Ora, come al ciclo di 7 anni (settennio) corrisponde il settennio cosmico («settimana cosmica»), cosí all’anno sabbatico corrisponde il giubileo cosmico, per cui dopo 49.000 anni la creazione ritorna alla Madre dei mondi, cioè a Binah (base della Trinità).
Anche la Scienza dello Spirito offre un insegnamento molto simile sul piano tipologico, sebbene diverso per i contenuti. Nel ciclo di conferenze sull’Apocalisse (decima conferenza) Rudolf Steiner offre un quadro dell’evoluzione tutto basato sul sette: l’uno inscritto nell’altro, ci sono sette epoche di civiltà (siamo alla 5a), sette ère (polare, iperborea, lemurica, atlantidea, postatlantidea), 7 sigilli, 7 trombe, 7 stati di forma, 7 stati di vita, 7 stati di coscienza (Saturno, Sole, Luna, Terra, Giove, Venere, Vulcano). Vengono le vertigini a immaginare realtà spirituali cosí lontane da noi: come se ancora dovessimo aspettare che lo Spirito scenda sulla Terra, quasi che anche noi dovessimo aspettare il Messia. Ma il Messia è già venuto: è sempre presente sulla Terra e lo possiamo sperimentare anche, nei nostri pensieri e nel nostro sentire, con le immagini di Fuoco.

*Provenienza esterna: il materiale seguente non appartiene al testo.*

//! Report types produced by the registry and candidate verifiers.

use std::collections::BTreeMap;

use serde::{Deserialize, Serialize};

use resvet_core::{RegistryConfidence, RiskFlag};

/// Aggregate registration status for one employer name.
#[derive(Debug, Clone, Copy, PartialEq, Eq, Serialize, Deserialize)]
#[serde(rename_all = "SCREAMING_SNAKE_CASE")]
pub enum CompanyStatus {
    Registered,
    LikelyRegistered,
    NotFound,
}

/// One registry that answered positively for a company.
#[derive(Debug, Clone, PartialEq, Eq, Serialize, Deserialize)]
pub struct RegistryHit {
    pub source: String,
    #[serde(skip_serializing_if = "Option::is_none")]
    pub country: Option<String>,
    pub confidence: RegistryConfidence,
    /// Registry-specific identifier scraped from the response body
    /// (company number, CIK, CIN) when one was present.
    #[serde(skip_serializing_if = "Option::is_none")]
    pub identifier: Option<String>,
    #[serde(skip_serializing_if = "Option::is_none")]
    pub note: Option<String>,
}

/// Full registration report for one employer name.
#[derive(Debug, Clone, Serialize, Deserialize)]
pub struct CompanyVerification {
    pub company: String,
    pub is_registered: bool,
    /// Best confidence across all positive hits; `None` when nothing hit.
    pub confidence: Option<RegistryConfidence>,
    pub status: CompanyStatus,
    pub status_message: String,
    pub registrations_found: Vec<RegistryHit>,
    pub sources_checked: Vec<String>,
    /// Network failures per source, preserved for the report. A failed
    /// source counts as checked-and-negative.
    #[serde(skip_serializing_if = "Vec::is_empty", default)]
    pub source_errors: Vec<String>,
    pub red_flags: Vec<RiskFlag>,
}

#[derive(Debug, Clone, Copy, PartialEq, Eq, Serialize, Deserialize)]
#[serde(rename_all = "snake_case")]
pub enum GithubStatus {
    Missing,
    InvalidUrl,
    NotFound,
    RateLimited,
    ApiError,
    Verified,
    Error,
}

/// One analyzed repository, kept for the report.
#[derive(Debug, Clone, Default, Serialize, Deserialize)]
pub struct RepoDetail {
    pub name: String,
    #[serde(skip_serializing_if = "Option::is_none")]
    pub description: Option<String>,
    #[serde(skip_serializing_if = "Option::is_none")]
    pub language: Option<String>,
    pub stars: u64,
    pub forks: u64,
    #[serde(skip_serializing_if = "Option::is_none")]
    pub created_at: Option<String>,
    #[serde(skip_serializing_if = "Option::is_none")]
    pub updated_at: Option<String>,
    pub is_fork: bool,
    pub size: u64,
    /// Byte counts per language from the per-repo languages endpoint.
    #[serde(skip_serializing_if = "Option::is_none")]
    pub languages_breakdown: Option<BTreeMap<String, u64>>,
}

/// A claimed skill with supporting repository evidence.
#[derive(Debug, Clone, PartialEq, Eq, Serialize, Deserialize)]
pub struct SkillMatch {
    pub skill: String,
    pub evidence: String,
}

/// A claimed skill the repositories contradict.
#[derive(Debug, Clone, PartialEq, Eq, Serialize, Deserialize)]
pub struct SkillMismatch {
    pub skill: String,
    pub message: String,
}

#[derive(Debug, Clone, Serialize, Deserialize)]
pub struct GithubReport {
    pub valid: bool,
    pub status: GithubStatus,
    #[serde(skip_serializing_if = "Option::is_none")]
    pub username: Option<String>,
    #[serde(skip_serializing_if = "Option::is_none")]
    pub profile_name: Option<String>,
    pub account_age_days: i64,
    pub public_repos: u64,
    pub repos_analyzed: usize,
    pub original_repos: usize,
    pub forked_repos: usize,
    pub recent_activity_count: usize,
    /// Primary languages across analyzed repos, most common first.
    pub top_languages: Vec<String>,
    pub repos_details: Vec<RepoDetail>,
    pub skill_matches: Vec<SkillMatch>,
    pub skill_mismatches: Vec<SkillMismatch>,
    pub hyper_inflation_flags: Vec<RiskFlag>,
    #[serde(skip_serializing_if = "Option::is_none")]
    pub error: Option<String>,
}

impl GithubReport {
    /// A report for a profile that could not be verified; every metric
    /// zeroed, the failure mode recorded.
    pub(crate) fn failed(status: GithubStatus, username: Option<&str>, error: String) -> Self {
        Self {
            valid: false,
            status,
            username: username.map(str::to_owned),
            profile_name: None,
            account_age_days: 0,
            public_repos: 0,
            repos_analyzed: 0,
            original_repos: 0,
            forked_repos: 0,
            recent_activity_count: 0,
            top_languages: Vec::new(),
            repos_details: Vec::new(),
            skill_matches: Vec::new(),
            skill_mismatches: Vec::new(),
            hyper_inflation_flags: Vec::new(),
            error: Some(error),
        }
    }
}

#[derive(Debug, Clone, Copy, PartialEq, Eq, Serialize, Deserialize)]
#[serde(rename_all = "snake_case")]
pub enum LinkedinStatus {
    Missing,
    InvalidFormat,
    NotFound,
    Verified,
    Blocked,
    Error,
}

#[derive(Debug, Clone, Serialize, Deserialize)]
pub struct LinkedinReport {
    pub valid: bool,
    pub status: LinkedinStatus,
    #[serde(skip_serializing_if = "Option::is_none")]
    pub url: Option<String>,
    #[serde(skip_serializing_if = "Option::is_none")]
    pub status_code: Option<u16>,
    pub slug_match: bool,
    pub name_match_score: f64,
    #[serde(skip_serializing_if = "Option::is_none")]
    pub error: Option<String>,
}

impl LinkedinReport {
    pub(crate) fn failed(status: LinkedinStatus, url: Option<&str>, error: String) -> Self {
        Self {
            valid: false,
            status,
            url: url.map(str::to_owned),
            status_code: None,
            slug_match: false,
            name_match_score: 0.0,
            error: Some(error),
        }
    }
}

#[derive(Debug, Clone, Serialize, Deserialize)]
pub struct PortfolioReport {
    pub valid: bool,
    pub url: String,
    #[serde(skip_serializing_if = "Option::is_none")]
    pub status_code: Option<u16>,
    #[serde(skip_serializing_if = "Option::is_none")]
    pub error: Option<String>,
}

/// The full identity report for one candidate.
#[derive(Debug, Clone, Serialize, Deserialize)]
pub struct CandidateVerification {
    pub github: GithubReport,
    pub linkedin: LinkedinReport,
    #[serde(skip_serializing_if = "Option::is_none")]
    pub portfolio: Option<PortfolioReport>,
}
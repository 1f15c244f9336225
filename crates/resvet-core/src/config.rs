use crate::app_config::AppConfig;
use crate::ConfigError;

/// Load application configuration from environment variables.
///
/// Calls `dotenvy::dotenv().ok()` to load `.env` files before reading env vars.
///
/// # Errors
///
/// Returns `ConfigError` if any env var holds an invalid value.
pub fn load_app_config() -> Result<AppConfig, ConfigError> {
    dotenvy::dotenv().ok();
    load_app_config_from_env()
}

/// Load application configuration from environment variables already in the
/// process, without touching `.env` files.
///
/// # Errors
///
/// Returns `ConfigError` if any env var holds an invalid value.
pub fn load_app_config_from_env() -> Result<AppConfig, ConfigError> {
    build_app_config(|key| std::env::var(key))
}

/// Build application configuration using the provided env-var lookup function.
///
/// The parsing logic is decoupled from the process environment so tests can
/// drive it with a plain `HashMap` lookup.
fn build_app_config<F>(lookup: F) -> Result<AppConfig, ConfigError>
where
    F: Fn(&str) -> Result<String, std::env::VarError>,
{
    use std::path::PathBuf;

    let or_default = |var: &str, default: &str| -> String {
        lookup(var).unwrap_or_else(|_| default.to_string())
    };

    let parse_u64 = |var: &str, default: &str| -> Result<u64, ConfigError> {
        let raw = or_default(var, default);
        raw.parse::<u64>().map_err(|e| ConfigError::InvalidEnvVar {
            var: var.to_string(),
            reason: e.to_string(),
        })
    };

    let non_empty = |value: String| -> Option<String> {
        let trimmed = value.trim().to_string();
        if trimmed.is_empty() {
            None
        } else {
            Some(trimmed)
        }
    };

    let log_level = or_default("RESVET_LOG_LEVEL", "info");
    let vocabulary_path = PathBuf::from(or_default(
        "RESVET_VOCABULARY_PATH",
        "./config/vocabulary.yaml",
    ));

    // Blank tokens are treated as absent so the aggregator source is skipped.
    let opencorporates_api_token = lookup("RESVET_OPENCORPORATES_TOKEN").ok().and_then(non_empty);
    let github_token = lookup("RESVET_GITHUB_TOKEN").ok().and_then(non_empty);

    let registry_timeout_secs = parse_u64("RESVET_REGISTRY_TIMEOUT_SECS", "10")?;
    let profile_timeout_secs = parse_u64("RESVET_PROFILE_TIMEOUT_SECS", "10")?;
    let repo_list_timeout_secs = parse_u64("RESVET_REPO_LIST_TIMEOUT_SECS", "15")?;
    let language_timeout_secs = parse_u64("RESVET_LANGUAGE_TIMEOUT_SECS", "5")?;

    let api_user_agent = or_default("RESVET_API_USER_AGENT", "resvet/0.1 (resume-verification)");
    let browser_user_agent = or_default(
        "RESVET_BROWSER_USER_AGENT",
        "Mozilla/5.0 (Windows NT 10.0; Win64; x64) AppleWebKit/537.36",
    );

    Ok(AppConfig {
        log_level,
        vocabulary_path,
        opencorporates_api_token,
        github_token,
        registry_timeout_secs,
        profile_timeout_secs,
        repo_list_timeout_secs,
        language_timeout_secs,
        api_user_agent,
        browser_user_agent,
    })
}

Nel Calendario dell’anima l’ultima strofa del periodo di primavera – compresa fra la Pentecoste e San Giovanni (13ma settimana) – ci richiama a queste immagini di Fuoco:
«Quando sono al colmo della vita dei sensi,
dagli infuocati mondi dello Spirito
sento fiammeggiare in fondo all’anima
questa divina parola di verità:
“Nelle profondità spirituali
consapevolmente cerca
di ritrovare te stesso simile allo Spirito”».